Maud Wyler : Oui mais pas seulement, c’est maboul quand tu mets les mains dedans et que tu te mets à écouter les retours de tournage. Ça ne va pas du tout. Comment on fait pour travailler sereinement sans avoir à botter en touche pour ne pas se retrouver isolée ? Vieillir est passionnant pour ça, en tout cas en étant une femme. J’ai eu 40 ans il y a deux jours, je le célèbre. Mais c’est une question qui me trouble quand même. D’ailleurs, je ne sais même pas si ça a à voir avec l’âge. C’est juste que je me permets plus de dire, de refuser de rigoler aux blagues dégueulasses. C’est quelque chose qu’on s’autorise soi-même et qui a à voir avec l’auto-censure et la peur.
Est-ce que le fait de tourner avec une femme change ?

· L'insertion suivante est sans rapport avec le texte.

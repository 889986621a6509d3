//! FFprobe video information.

use serde::{Deserialize, Serialize};
use std::path::Path;
use std::process::Stdio;
use tokio::process::Command;

use crate::command::check_ffprobe;
use crate::error::{MediaError, MediaResult};

/// Video file information.
#[derive(Debug, Clone, PartialEq, Serialize, Deserialize)]
pub struct VideoInfo {
    /// Duration in seconds
    pub duration: f64,
    /// Width in pixels
    pub width: u32,
    /// Height in pixels
    pub height: u32,
    /// Average frame rate (fps)
    pub fps: f64,
    /// Frame count reported by the container, when present
    pub frame_count: Option<u64>,
    /// Video codec
    pub codec: String,
    /// Whether the file carries an audio stream
    pub has_audio: bool,
    /// File size in bytes
    pub size: u64,
}

impl VideoInfo {
    /// Frame count from the container, or estimated from duration and fps.
    pub fn estimated_frames(&self) -> u64 {
        self.frame_count
            .unwrap_or_else(|| (self.duration * self.fps).round().max(0.0) as u64)
    }
}

/// FFprobe JSON output format.
#[derive(Debug, Deserialize)]
struct FfprobeOutput {
    format: FfprobeFormat,
    #[serde(default)]
    streams: Vec<FfprobeStream>,
}

#[derive(Debug, Deserialize)]
struct FfprobeFormat {
    duration: Option<String>,
    size: Option<String>,
}

#[derive(Debug, Deserialize)]
struct FfprobeStream {
    codec_type: String,
    codec_name: Option<String>,
    width: Option<u32>,
    height: Option<u32>,
    r_frame_rate: Option<String>,
    avg_frame_rate: Option<String>,
    nb_frames: Option<String>,
    duration: Option<String>,
}

/// Probe a video file for information.
pub async fn probe_video(path: impl AsRef<Path>) -> MediaResult<VideoInfo> {
    let path = path.as_ref();

    if !path.exists() {
        return Err(MediaError::FileNotFound(path.to_path_buf()));
    }

    check_ffprobe()?;

    let output = Command::new("ffprobe")
        .args([
            "-v",
            "error",
            "-print_format",
            "json",
            "-show_format",
            "-show_streams",
        ])
        .arg(path)
        .stdin(Stdio::null())
        .stdout(Stdio::piped())
        .stderr(Stdio::piped())
        .output()
        .await?;

    if !output.status.success() {
        return Err(MediaError::FfprobeFailed {
            message: format!("FFprobe could not read {}", path.display()),
            stderr: Some(String::from_utf8_lossy(&output.stderr).trim().to_string()),
        });
    }

    parse_probe_output(&output.stdout)
}

/// Turn ffprobe JSON into [`VideoInfo`].
fn parse_probe_output(json: &[u8]) -> MediaResult<VideoInfo> {
    let probe: FfprobeOutput = serde_json::from_slice(json)?;

    let video_stream = probe
        .streams
        .iter()
        .find(|s| s.codec_type == "video")
        .ok_or_else(|| MediaError::invalid_video("No video stream found"))?;

    let has_audio = probe.streams.iter().any(|s| s.codec_type == "audio");

    // Prefer the container duration, fall back to the video stream's.
    let duration = probe
        .format
        .duration
        .as_deref()
        .or(video_stream.duration.as_deref())
        .and_then(|d| d.parse::<f64>().ok())
        .filter(|d| d.is_finite())
        .unwrap_or(0.0);

    let size = probe
        .format
        .size
        .as_deref()
        .and_then(|s| s.parse::<u64>().ok())
        .unwrap_or(0);

    // avg_frame_rate is "0/0" for some streams; r_frame_rate is then the only hint.
    let fps = video_stream
        .avg_frame_rate
        .as_deref()
        .and_then(parse_frame_rate)
        .or_else(|| video_stream.r_frame_rate.as_deref().and_then(parse_frame_rate))
        .ok_or_else(|| MediaError::invalid_video("Video stream has no usable frame rate"))?;

    let frame_count = video_stream
        .nb_frames
        .as_deref()
        .and_then(|n| n.parse::<u64>().ok())
        .filter(|n| *n > 0);

    Ok(VideoInfo {
        duration,
        width: video_stream.width.unwrap_or(0),
        height: video_stream.height.unwrap_or(0),
        fps,
        frame_count,
        codec: video_stream.codec_name.clone().unwrap_or_default(),
        has_audio,
        size,
    })
}

/// Parse frame rate string (e.g., "30/1" or "29.97"). Returns `None` for
/// zero or malformed rates.
fn parse_frame_rate(s: &str) -> Option<f64> {
    let fps = if let Some((num, den)) = s.split_once('/') {
        let num: f64 = num.trim().parse().ok()?;
        let den: f64 = den.trim().parse().ok()?;
        if den <= 0.0 {
            return None;
        }
        num / den
    } else {
        s.trim().parse().ok()?
    };

    (fps.is_finite() && fps > 0.0).then_some(fps)
}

Maud Wyler : Ce que je peux dire de manière très exacte, c’est que la légitimité de la réalisatrice est beaucoup plus compliquée au plateau. Quand elle va demander quelque chose, elle ne va pas le demander une fois mais dix fois. Elle va devoir argumenter. Elle va devoir faire preuve d’une très grande diplomatie. Tous les outils de pensées, d’humour, de rhétorique qui doivent être déployés juste pour faire un plan avec un homme qui va dire “Je veux ça“… Je vois une très grande différence, même si évidemment ça dépend aussi du degré d’expérience, de notoriété mais c’est très genré.
Tu as vu Saint Omer qui est aussi un film qui interroge la maternité ?

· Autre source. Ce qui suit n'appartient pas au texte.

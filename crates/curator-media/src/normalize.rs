//! Constant frame rate normalization.
//!
//! Everything downstream converts frame indices to timestamps with
//! `index / fps`, which only holds for constant frame rate input. Phone and
//! camera recordings are frequently variable frame rate, so every source is
//! resampled to a fixed rate (duplicating or dropping frames) before
//! segmentation.
//!
//! The rewrite is atomic: FFmpeg writes to a temporary file beside the
//! destination, and the destination is only replaced after FFmpeg exits
//! successfully and the result is non-empty.

use std::path::Path;

use serde::{Deserialize, Serialize};
use tracing::{debug, info};

use curator_models::EncodingConfig;

use crate::command::{FfmpegCommand, FfmpegRunner};
use crate::error::{MediaError, MediaResult};
use crate::fs_utils::{persist_over, temp_file_beside};

/// Default normalization frame rate.
pub const DEFAULT_TARGET_FPS: u32 = 30;

/// Options for frame rate normalization.
#[derive(Debug, Clone, PartialEq, Serialize, Deserialize)]
pub struct NormalizeOptions {
    /// Output frame rate
    pub target_fps: u32,
    /// Codec settings for the rewritten file
    pub encoding: EncodingConfig,
}

impl Default for NormalizeOptions {
    fn default() -> Self {
        Self {
            target_fps: DEFAULT_TARGET_FPS,
            encoding: EncodingConfig::default(),
        }
    }
}

impl NormalizeOptions {
    /// Builder-style setter for the target frame rate.
    pub fn with_target_fps(mut self, fps: u32) -> Self {
        self.target_fps = fps;
        self
    }

    /// Validate the options.
    pub fn validate(&self) -> MediaResult<()> {
        if self.target_fps == 0 {
            return Err(MediaError::invalid_config("target_fps must be greater than zero"));
        }
        self.encoding.validate().map_err(MediaError::invalid_config)
    }
}

/// Build the FFmpeg command that resamples `input` to constant frame rate.
pub fn build_normalize_command(
    input: &Path,
    output: &Path,
    options: &NormalizeOptions,
) -> FfmpegCommand {
    FfmpegCommand::new(input, output)
        .map("0:v:0")
        .map("0:a?")
        .video_filter(format!("fps={}", options.target_fps))
        .constant_frame_rate(options.target_fps as f64)
        .encoding(&options.encoding, true)
        .faststart()
        .format("mp4")
}

/// Write a constant frame rate copy of `input` to `output`.
///
/// `output` may equal `input`, in which case the source is replaced only on
/// success. On failure no file is left at `output` (or the original remains).
pub async fn normalize_frame_rate(
    input: &Path,
    output: &Path,
    options: &NormalizeOptions,
    runner: &FfmpegRunner,
) -> MediaResult<()> {
    options.validate()?;

    if !input.exists() {
        return Err(MediaError::FileNotFound(input.to_path_buf()));
    }

    info!(
        input = %input.display(),
        output = %output.display(),
        target_fps = options.target_fps,
        "Normalizing to constant frame rate"
    );

    let temp = temp_file_beside(output, ".normalize-")?;
    let cmd = build_normalize_command(input, temp.path(), options);

    runner
        .run_with_progress(&cmd, |progress| {
            debug!(
                frame = progress.frame,
                out_time_ms = progress.out_time_ms,
                speed = progress.speed,
                "Normalize progress"
            );
        })
        .await?;

    let written = tokio::fs::metadata(temp.path()).await?.len();
    if written == 0 {
        return Err(MediaError::ffmpeg_failed(
            "FFmpeg produced an empty normalized file",
            None,
            Some(0),
        ));
    }

    persist_over(temp, output)?;

    info!(
        output = %output.display(),
        bytes = written,
        "Frame rate normalization complete"
    );

    Ok(())
}

/// Replace `path` with its constant frame rate rewrite.
pub async fn normalize_in_place(
    path: &Path,
    options: &NormalizeOptions,
    runner: &FfmpegRunner,
) -> MediaResult<()> {
    normalize_frame_rate(path, path, options, runner).await
}

#[cfg(test)]
mod tests {
    use super::*;
    use std::path::PathBuf;

    #[test]
    fn test_default_options() {
        let options = NormalizeOptions::default();
        assert_eq!(options.target_fps, 30);
        assert!(options.validate().is_ok());
    }

    #[test]
    fn test_zero_fps_rejected() {
        let options = NormalizeOptions::default().with_target_fps(0);
        assert!(matches!(options.validate(), Err(MediaError::InvalidConfig(_))));
    }

    #[test]
    fn test_normalize_command() {
        let cmd = build_normalize_command(
            &PathBuf::from("in.mov"),
            &PathBuf::from("out.mp4"),
            &NormalizeOptions::default().with_target_fps(25),
        );
        let args = cmd.build_args();

        assert!(args.windows(2).any(|w| w[0] == "-vf" && w[1] == "fps=25"));
        assert!(args.windows(2).any(|w| w[0] == "-vsync" && w[1] == "cfr"));
        assert!(args.windows(2).any(|w| w[0] == "-map" && w[1] == "0:a?"));
        assert!(args.windows(2).any(|w| w[0] == "-movflags" && w[1] == "+faststart"));
        assert!(args.windows(2).any(|w| w[0] == "-f" && w[1] == "mp4"));
    }

    #[tokio::test]
    async fn test_missing_input() {
        let dir = tempfile::TempDir::new().unwrap();
        let missing = dir.path().join("missing.mp4");
        let output = dir.path().join("out.mp4");

        let err = normalize_frame_rate(
            &missing,
            &output,
            &NormalizeOptions::default(),
            &FfmpegRunner::new(),
        )
        .await
        .unwrap_err();

        assert!(matches!(err, MediaError::FileNotFound(_)));
        assert!(!output.exists());
    }
}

Maud Wyler : Oui, ça fait écho. Ce qui est très fort dans Saint Omer, c’est la parole de l’avocate de la défense. Aurélia Petit qui joue cette avocate m’a dit que c’était proche de ce que l’avocate avait plaidé. Sur le fait d’être mère, on sent bien qu’il y a une chose tellement indicible. Nicolas Maury m’a demandé une fois : “C’est quoi être mère ?“. Je lui avais lu un passage de Journal de jeunes mariés de Balzac où l’enfant d’une des protagonistes est malade. Il raconte une nuit passée avec l’enfant malade, l’état dans lequel la mère se trouve, la manière dont elle doit le protéger. Il faut avoir vachement d’idées quand tu es mère. Ce rapport à cette inquiétude est très troublant. Saint Omer fait vibrer cela. C’est quoi être mère ? À quoi cela t’engage ? Et comment parfois ça se passe pas ou ça se passe mal. Le personnage a peur qu’il arrive la même chose à sa fille. Tout ce qui ne se conscientise pas en psychanalyse se transmet.

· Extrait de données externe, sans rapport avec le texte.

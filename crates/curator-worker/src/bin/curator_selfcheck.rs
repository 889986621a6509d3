use std::path::Path;
use std::process::Command;

use curator_worker::CuratorConfig;

#[tokio::main]
async fn main() -> anyhow::Result<()> {
    dotenvy::dotenv().ok();
    let config = CuratorConfig::from_env();

    println!(
        "curator-selfcheck: starting with work_dir={}",
        config.work_dir.display()
    );
    config
        .validate()
        .map_err(|e| anyhow::anyhow!("invalid configuration: {}", e))?;
    ensure_workdir(&config.work_dir).await?;
    ensure_tool("ffmpeg")?;
    ensure_tool("ffprobe")?;

    println!("curator-selfcheck: ok");
    Ok(())
}

async fn ensure_workdir<P: AsRef<Path>>(path: P) -> anyhow::Result<()> {
    let path = path.as_ref();
    tokio::fs::create_dir_all(path).await?;

    // The pipeline creates its run directories here.
    let probe = tempfile::Builder::new()
        .prefix("curator-selfcheck-")
        .tempdir_in(path)
        .map_err(|e| anyhow::anyhow!("work_dir {} is not writable: {}", path.display(), e))?;
    drop(probe);
    Ok(())
}

fn ensure_tool(name: &str) -> anyhow::Result<()> {
    let output = Command::new(name)
        .arg("-version")
        .output()
        .map_err(|e| anyhow::anyhow!("{} not available: {}", name, e))?;

    if !output.status.success() {
        return Err(anyhow::anyhow!(
            "{} -version failed: {:?}",
            name,
            output.status
        ));
    }
    Ok(())
}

Toi non plus tu n’as rien vu lie le déni de grossesse à quelque chose de l’ordre de la contagion entre femmes de plusieurs générations, comme un fil secret qui les relierait.
Maud Wyler : Oui, ce sont les loyautés fantômes. C’est assez vertigineux. Les Anglais et les Allemands sont très avancés là-dessus par rapport à leur histoire, la question de l’épigénétique : qu’est-ce qui est transmis par les cellules, par la mémoire du corps ?
Dans Saint Omer, Alice Diop ouvre son film sur une citation à Marguerite Duras. Le titre du film de Béatrice Pollet y fait aussi référence.
Maud Wyler : Quand un film met du temps à se faire, à se financer, des passerelles fantômes se mettent en place. Je me souviens de ce que Duras avait pu écrire sur l’affaire Grégory. Ce qui n’allait pas c’est que c’était un édito dans Libé. C’est dangereux parce que tu le colles à du journalisme or son texte avait à voir avec la littérature. Tu vois bien toute la limite. C’est pour ça qu’il faut protéger l’endroit de la création pour qu’on puisse élaborer des pistes dérangeantes, ce que ne peuvent pas faire le journalisme, la politique. Parlons des monstres. Pour en revenir au débat Metoo, j’ai l’impression de ne pas avoir assez accès à la parole des monstres en tout genre.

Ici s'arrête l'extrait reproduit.